89: A Gift of Guilt

236 23 6
                                    

Malam telah turun, dan mereka masih menyusuri lautan.

Kini, hanya keheningan yang tersisa di dalam gua. Baik Nozomu maupun Tabitha terlalu lelah untuk membuka percakapan. Furo mengayuh siripnya dengan malas. Semilir air mengacaukan rambut putih mereka, membuatnya tampak seperti ubur-ubur perak.

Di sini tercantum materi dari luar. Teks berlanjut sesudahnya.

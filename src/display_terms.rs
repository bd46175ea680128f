use crate::coercion::Coercion;
use crate::frame_utils::{self, has_column, text_column};
use crate::{models::DisplayTerm, Result};
use csv::ReaderBuilder;
use itertools::Itertools;
use polars::prelude::*;
use std::collections::HashSet;
use std::fs::File;
use std::io::Read;
use std::path::Path;

/// Lookup frame for one API field: columns `<field>` and `<field>_display`.
#[derive(Debug, Clone)]
pub struct DisplayLookup {
    pub field: String,
    pub frame: DataFrame,
}

/// Per-field lookup frames translating raw API values into display text.
#[derive(Debug, Clone, Default)]
pub struct DisplayDictionary {
    lookups: Vec<DisplayLookup>,
}

impl DisplayDictionary {
    /// Build one lookup frame per distinct field, in order of first appearance.
    pub fn build(terms: &[DisplayTerm]) -> Result<Self> {
        let fields: Vec<&str> = terms.iter().map(|t| t.api_field.as_str()).unique().collect();

        let mut lookups = Vec::with_capacity(fields.len());
        for field in fields {
            let mut seen = HashSet::new();
            let mut values = Vec::new();
            let mut display = Vec::new();

            for term in terms.iter().filter(|t| t.api_field == field) {
                if !seen.insert(term.api_value.as_str()) {
                    log::warn!(
                        "Duplicate display term for {}={}, keeping the first",
                        field,
                        term.api_value
                    );
                    continue;
                }
                values.push(Some(term.api_value.clone()));
                display.push(Some(term.display_text.clone()));
            }

            let mut frame = DataFrame::new(vec![
                text_column(field, values),
                text_column(&format!("{}_display", field), display),
            ])?;
            Coercion::best_effort_frame(&mut frame)?;

            lookups.push(DisplayLookup {
                field: field.to_string(),
                frame,
            });
        }

        Ok(Self { lookups })
    }

    pub fn get(&self, field: &str) -> Option<&DataFrame> {
        self.lookups.iter().find(|l| l.field == field).map(|l| &l.frame)
    }

    pub fn fields(&self) -> impl Iterator<Item = &str> {
        self.lookups.iter().map(|l| l.field.as_str())
    }

    pub fn len(&self) -> usize {
        self.lookups.len()
    }

    pub fn is_empty(&self) -> bool {
        self.lookups.is_empty()
    }

    /// Left-join every dictionary field present in `df`, adding `<field>_display` columns.
    ///
    /// Lookup keys take the type of the frame's column, so float codes with missing values
    /// still match and text never matches a number.
    pub fn apply(&self, mut df: DataFrame) -> Result<DataFrame> {
        for lookup in self.lookups.iter() {
            if has_column(&df, &lookup.field) {
                df = frame_utils::left_join(&df, &lookup.frame, &lookup.field)?;
            }
        }
        Ok(df)
    }
}

/// The raw terms plus the single-valued and multi-valued dictionaries built from them.
#[derive(Debug, Clone, Default)]
pub struct DisplayTerms {
    pub terms: Vec<DisplayTerm>,
    pub single: DisplayDictionary,
    pub multi: DisplayDictionary,
}

pub struct DisplayTermLoader;

impl DisplayTermLoader {
    pub fn load<P: AsRef<Path>>(assets_path: P, file_name: &str) -> Result<DisplayTerms> {
        let path = assets_path.as_ref().join(file_name);
        log::info!("Loading display terms from {}", path.display());
        let file = File::open(path)?;
        Self::from_reader(file)
    }

    pub fn from_reader<R: Read>(reader: R) -> Result<DisplayTerms> {
        let mut reader = ReaderBuilder::new().has_headers(true).from_reader(reader);
        let mut terms = Vec::new();
        for result in reader.deserialize() {
            let term: DisplayTerm = result?;
            terms.push(term);
        }
        Self::from_terms(terms)
    }

    pub fn from_terms(terms: Vec<DisplayTerm>) -> Result<DisplayTerms> {
        let (multi, single): (Vec<DisplayTerm>, Vec<DisplayTerm>) =
            terms.iter().cloned().partition(|t| t.multi);

        let single = DisplayDictionary::build(&single)?;
        let multi = DisplayDictionary::build(&multi)?;
        log::info!(
            "Built display dictionaries: {} single-valued fields, {} multi-valued fields",
            single.len(),
            multi.len()
        );

        Ok(DisplayTerms { terms, single, multi })
    }
}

Tabitha berpegangan erat pada tombak pemberian sang kakak. Tangan pucatnya berkeringat. Rasanya gila-ia akan membunuh seseorang. Seorang pengendali pengganti. Sesuatu berdegup keras dalam dadanya; antara semangat sekaligus takut.

Tapi aku sendirian.

Nozomu-senpai tidak masuk hitungan. Dia bukan pemimpin Muiridel lagi, dan Tabitha tidak akan membiarkan pria itu membantunya menghabisi si pengendali pengganti. Ini kewajibannya sendiri. Ini dendamnya sendiri. Lagipula, hanya gadis itu yang kini bersenjata.

"Imouto?" panggil Nozomu tiba-tiba. Tabitha tersentak. "Kenapa?"

Sang gadis air menggeleng-geleng, heran. Memangnya ada apa? Tidak ada yang salah di wajahnya. Sedari tadi ia hanya menatap lurus ke depan-terus-terusan begitu seolah tengah kerasukan. Meskipun tidak ada sama sekali hal yang menakjubkan di depannya, kecuali bebatuan dan gelembung air....

Kalau dipikir-pikir, mungkin itulah masalahnya.

"Eh... hanya kangen dengan teman-temanku," jawab Tabitha asal-asalan. Tangan terjulur menyentuh dinding kasar gua, teringat saat ia membalurkan cairan conchella ke sepanjang permukaannya untuk menerangi jalan. Nozomu hanya menatapnya, kemudian mengangkat alis. Mereka kembali berjalan.

Entah sampai kapan mereka menyusuri gua ini. Tabitha masih berusaha terjaga, meskipun kelopak matanya telah turun nyaris 50 persen. Kantuk menguasainya. Semilir air yang menenangkan perlahan berubah menjadi semilir angin, matahari bersinar tinggi di langit sana, dan....

"Aku punya hadiah untuk kita semua, lho," gadis kecil berambut putih pendek itu berceletuk. Seisi meja menoleh. Kepala dimiringkan, pertanda heran.

"Masa, sih, Tabitha?" Si gadis mungil berkimono hijau bertanya. Alisnya berkerut, pertanda sangsi. "Jangan kayak hadiah Genma, lho, ya. Iih!"

Di sudut meja, seorang anak laki-laki berambut semerah darah hanya menyeringai. Di tangannya terdapat kodok-enam kodok mati-tersimpan di dalam botol kaca.

Tabitha hanya tersenyum lebar dan turun dari kursinya. Di tangannya sendiri terdapat enam kotak hadiah. Ada sensasi tersendiri membuncah di dadanya-semacam bahagia, semangat, penasaran, sekaligus khawatir bercampur jadi satu. Dibagikannya setiap kotak kepada setiap anak yang hadir di sana. Satu kotak berwarna biru-hijau polos diperuntukkan untuk sang pangeran takhta, yang duduk di kepala meja. Satu kotak lagi untuk dirinya sendiri.

"Sekarang... buka."

Gumaman, dan-untuk urusan Ayumi, desahan panjang "iih, imutnya!"-segera terdengar. Senyum di wajah sang gadis berambut putih bertambah lebar. Diperhatikannya ekspresi teman-temannya satu persatu. Sakura hanya berkat, "oh" biasa. Higina tertawa tipis. Genma langsung berteriak norak, dan Pangeran Takumi hanya menatap hadiahnya dengan bingung.

"Eh... aku tidak yakin diizinkan bermain dengan... benda ini."

Senyum Tabitha memudar. "Bukan buat kalian mainkan, kok. Kita, 'kan, sebentar lagi tumbuh besar, jadi... simpan saja buat kenang-kenangan."

"Payah kau, Takumi." Genma memeletkan lidah. Diangkatnya hadiah tersebut tinggi-tinggi, seolah memerhatikan wujudnya di bawah sinar matahari terik. "Cocok buat miniatur pedangku, nih!"

Ayumi telah berhenti mengagumi hadiahnya. Gadis kecil itu beralih ke arah Tabitha, menatapnya sejenak. "Ehm, kau... sudah kasih buat... dia, belum? 'Kan, kasihan dia di sana, kalau... tidak ada buatnya juga."